A majority of white adult Republicans – 52 percent – say they oppose the Black Lives Matter movement.

Procter & Gamble is aligning itself — arguably unnecessarily — with issues many of its customers (rightly or wrongly) disagree with — an unusual marketing approach for a global corporate giant.

The politicisation of everything

The Talk risks P&G falling prey to the trend best described as the politicisation of everything.

It is nearly impossible to escape politics in the modern day US — with many saying it even puts them off watching sport.

Controversy can be a turn-off for many people and a recent survey found national anthem protests at NFL games were listed as the top reason why people watched fewer games last season.

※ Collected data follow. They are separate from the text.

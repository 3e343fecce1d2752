//! Simulation context: lifecycle and socket entry points.
//!
//! A [`SimContext`] owns the three motors, the configuration and the read
//! phase cursor. It is created from a [`SimConfig`], bound to a transport by
//! [`SimContext::start`] and released by [`SimContext::close`].
//!
//! # Lifecycle
//!
//! | state | read | write |
//! |-------|------|-------|
//! | unbound (new / closed) | `InvalidContext` | `InvalidContext` |
//! | bound, active | tick + status frame | decode + apply command |
//! | bound, suspended | `SimulatedTimeout` after one tick delay | `SimulatedTimeout` |

use crate::command::CommandFrame;
use crate::motor::{Motor, MotorId};
use crate::observer::{SimObserver, TracingObserver};
use crate::status::{Phase, encode_status};
use crate::transport::{SocketCallbacks, TransportHandle};
use seat_common::config::{ConfigError, SimConfig};
use seat_common::consts::FRAME_LEN;
use seat_common::error::SimError;
use seat_common::frame::CanFrame;
use seat_common::protocol::LearningState;
use std::thread;
use std::time::Duration;
use tracing::{debug, info, warn};

/// One simulated seat ECU pair driving three motors.
pub struct SimContext {
    /// Configuration captured at creation
    config: SimConfig,
    /// Motors indexed by [`MotorId::index`]
    motors: [Motor; 3],
    /// Group ticked and reported by the next read
    phase: Phase,
    /// Gates reads and writes while bound
    active: bool,
    /// Bound transport, `None` before start and after close
    handle: Option<TransportHandle>,
    /// Diagnostics sink
    observer: Box<dyn SimObserver>,
}

impl SimContext {
    /// Create a context logging through `tracing`.
    pub fn new(config: SimConfig) -> Self {
        let observer = TracingObserver::from_config(&config);
        Self::with_observer(config, Box::new(observer))
    }

    /// Create a context with a custom observer.
    pub fn with_observer(config: SimConfig, mut observer: Box<dyn SimObserver>) -> Self {
        let motors = MotorId::ALL
            .map(|id| Motor::new(id, config.initial_position, config.learning_state));
        observer.on_init(&config);
        Self {
            config,
            motors,
            phase: Phase::default(),
            active: false,
            handle: None,
            observer,
        }
    }

    /// Create a context from defaults plus `SAE_*` environment overrides.
    pub fn from_env() -> Result<Self, ConfigError> {
        let config = SimConfig::default().with_env_overrides()?;
        config.validate()?;
        Ok(Self::new(config))
    }

    /// Bind to a transport and activate.
    pub fn start(&mut self, handle: TransportHandle) {
        info!("Simulation started on {}", handle);
        self.handle = Some(handle);
        self.active = true;
    }

    /// Deactivate and release the transport.
    ///
    /// Does not wait for a read that is still sleeping; callers serialize access.
    pub fn close(&mut self) {
        if let Some(handle) = self.handle.take() {
            info!("Simulation closed on {}", handle);
        }
        self.active = false;
    }

    /// Stop answering while staying bound; reads time out.
    pub fn suspend(&mut self) {
        debug!("Simulation suspended");
        self.active = false;
    }

    /// Answer again after [`suspend`](Self::suspend). No effect when unbound.
    pub fn resume(&mut self) {
        if self.handle.is_none() {
            warn!("Resume ignored: simulation not started");
            return;
        }
        debug!("Simulation resumed");
        self.active = true;
    }

    /// Read entry point: tick the current phase and emit its status frame.
    pub fn read(&mut self, frame: &mut CanFrame, len: usize) -> Result<usize, SimError> {
        self.ensure_bound()?;
        check_len(len)?;
        if !self.active {
            self.simulate_latency();
            return Err(SimError::SimulatedTimeout {
                delay_ms: self.config.tick_delay_ms,
            });
        }

        let phase = self.phase;
        for &id in phase.motors() {
            let report = self.motors[id.index()].tick(self.config.threshold_enabled);
            if report.calibrated {
                self.simulate_latency();
            }
            self.observer.on_tick(&report);
        }

        let status = encode_status(phase, |id| &self.motors[id.index()]);
        let mut changed = false;
        for &id in phase.motors() {
            let motor = &mut self.motors[id.index()];
            let percent = i32::from(motor.status_percent());
            changed |= motor.mark_reported(percent);
        }
        self.observer.on_status(&status, changed);

        *frame = status;
        self.phase = phase.next();
        self.simulate_latency();
        Ok(FRAME_LEN)
    }

    /// Write entry point: decode a command frame and apply it.
    ///
    /// Unknown identifiers and unhandled direction codes are logged and
    /// otherwise ignored; the frame still counts as consumed.
    pub fn write(&mut self, frame: &CanFrame, len: usize) -> Result<usize, SimError> {
        self.ensure_bound()?;
        check_len(len)?;
        if !self.active {
            return Err(SimError::SimulatedTimeout { delay_ms: 0 });
        }

        self.observer.on_frame_written(frame);
        let Some(command) = CommandFrame::decode(frame) else {
            self.observer.on_frame_ignored(frame);
            return Ok(len);
        };
        self.observer.on_command_frame(&command);

        let tick_delay_ms = self.config.tick_delay_ms;
        for (id, slot) in command.routed() {
            let outcome =
                self.motors[id.index()].apply_command(slot.direction, slot.speed, tick_delay_ms);
            self.observer.on_command(id, slot, outcome, tick_delay_ms);
        }
        Ok(len)
    }

    /// [`read`](Self::read) a full frame.
    pub fn read_frame(&mut self) -> Result<CanFrame, SimError> {
        let mut frame = CanFrame::default();
        self.read(&mut frame, FRAME_LEN)?;
        Ok(frame)
    }

    /// [`write`](Self::write) a full frame.
    pub fn write_frame(&mut self, frame: &CanFrame) -> Result<usize, SimError> {
        self.write(frame, FRAME_LEN)
    }

    fn ensure_bound(&self) -> Result<(), SimError> {
        if self.handle.is_none() {
            return Err(SimError::InvalidContext);
        }
        Ok(())
    }

    fn simulate_latency(&self) {
        if self.config.tick_delay_ms > 0 {
            thread::sleep(Duration::from_millis(self.config.tick_delay_ms));
        }
    }

    /// Configuration in effect.
    pub fn config(&self) -> &SimConfig {
        &self.config
    }

    /// Phase of the next read.
    pub fn phase(&self) -> Phase {
        self.phase
    }

    /// Whether reads and writes are answered.
    pub fn is_active(&self) -> bool {
        self.active
    }

    /// Bound transport, if any.
    pub fn handle(&self) -> Option<TransportHandle> {
        self.handle
    }

    /// Motor state.
    pub fn motor(&self, id: MotorId) -> &Motor {
        &self.motors[id.index()]
    }

    /// Override a motor's learning state.
    pub fn set_learning_state(&mut self, id: MotorId, state: LearningState) {
        self.motors[id.index()].set_learning_state(state);
    }

    /// Override a motor's position (`None` = uncalibrated).
    pub fn set_position(&mut self, id: MotorId, percent: Option<u8>) {
        self.motors[id.index()].set_position(percent);
    }
}

impl SocketCallbacks for SimContext {
    fn on_read(&mut self, frame: &mut CanFrame, len: usize) -> Result<usize, SimError> {
        self.read(frame, len)
    }

    fn on_write(&mut self, frame: &CanFrame, len: usize) -> Result<usize, SimError> {
        self.write(frame, len)
    }
}

fn check_len(len: usize) -> Result<(), SimError> {
    if len != FRAME_LEN {
        return Err(SimError::InvalidBufferLength {
            expected: FRAME_LEN,
            actual: len,
        });
    }
    Ok(())
}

The survey asked more than 9,200 people who attended one football, basketball or hockey game whether they tuned into to watch fewer games and why — 26 percent of those who watched fewer games last season said that national anthem protests – many led by former San Francisco 49ers player Colin Kaepernick – were the reason.

NFL viewership dropped an average of eight percent in 2016 compared to the year before.

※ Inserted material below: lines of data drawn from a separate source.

//! Error types surfaced by the simulator entry points.
//!
//! Only conditions a caller can act on are errors. Unknown frame identifiers
//! and unhandled direction codes are reported as outcomes and logged instead.

use thiserror::Error;

/// Errors returned by the simulated socket read/write entry points.
#[derive(Debug, Clone, Copy, PartialEq, Eq, Error)]
pub enum SimError {
    /// Context was never started or has been closed.
    #[error("Invalid simulation context (not started or closed)")]
    InvalidContext,

    /// Buffer length differs from the frame payload size.
    #[error("Unexpected buffer length: {actual} (expected {expected})")]
    InvalidBufferLength {
        /// Required length.
        expected: usize,
        /// Length supplied by the caller.
        actual: usize,
    },

    /// Simulated ECU is inactive; the read timed out after one tick delay.
    #[error("Simulated read timeout after {delay_ms}ms")]
    SimulatedTimeout {
        /// Latency that elapsed before failing.
        delay_ms: u64,
    },
}

impl SimError {
    /// Whether retrying the same call can succeed.
    pub const fn is_retryable(&self) -> bool {
        matches!(self, Self::SimulatedTimeout { .. })
    }

    /// errno value the socket mock reports for this error.
    pub const fn errno(&self) -> i32 {
        match self {
            Self::InvalidContext | Self::InvalidBufferLength { .. } => libc::EINVAL,
            Self::SimulatedTimeout { .. } => libc::EAGAIN,
        }
    }
}

impl From<SimError> for std::io::Error {
    fn from(err: SimError) -> Self {
        let kind = match err {
            SimError::InvalidContext | SimError::InvalidBufferLength { .. } => {
                std::io::ErrorKind::InvalidInput
            }
            SimError::SimulatedTimeout { .. } => std::io::ErrorKind::WouldBlock,
        };
        std::io::Error::new(kind, err)
    }
}

/// Errors parsing the `ID#DATA` frame notation.
#[derive(Debug, Clone, PartialEq, Eq, Error)]
pub enum FrameParseError {
    /// Missing `#` separator.
    #[error("Missing '#' separator in frame '{0}'")]
    MissingSeparator(String),

    /// Identifier is not valid hex or exceeds 29 bits.
    #[error("Invalid frame identifier '{0}'")]
    InvalidId(String),

    /// Payload is not valid hex.
    #[error("Invalid frame payload '{0}'")]
    InvalidData(String),

    /// Payload longer than a classic frame.
    #[error("Frame payload too long: {0} bytes (max 8)")]
    TooLong(usize),
}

Rather than expose themselves to controversy, many simply opted out.

The same risk applies to Procter & Gamble.

Someone looking to buy soap, toothpaste, or shampoo, could be as likely to avoid P&G brands because they oppose the cause as they are to buy P&G brands because they support it.

And people may feel they don’t want to broadcast their politics every time they go shopping.

Avoiding controversy has helped Home & Garden Television (better known as HGTV) become the third-most-watched cable network in the US, behind only Fox News and ESPN.

HGTV’s stock and trade is home purchases and renovations. One of the secrets of HGTV’s success is that it won’t upset or stress the viewer as it steers clear of any hint of politics.

According to a December 2016 Bloomberg report, the average HGTV viewer is a college-educated suburban woman with a household income of $80k+ and an interest in home improvement.

Minus the home improvement interest, this describes a highly-coveted demographic for Procter & Gamble. One The Talk may alienate.

However, companies beginning to champion social justice causes — like P&G with The Talk — are doing it to connect with millennials. And this group is almost largely aligned with the video’s message.

A recent GlobalData survey found 66 percent of those in the US aged 25-34 agree that they like to buy personal care products that are reflective of their attitudes and opinions in life — more than double the 27 percent of people over 55.

While this generation gap is sizeable, attitudes can change quickly and present a danger for companies that want to deviate from selling products to advocating for social causes.

While Procter & Gamble is championing a just cause, investors may ultimately prefer it had stuck to soap commercials.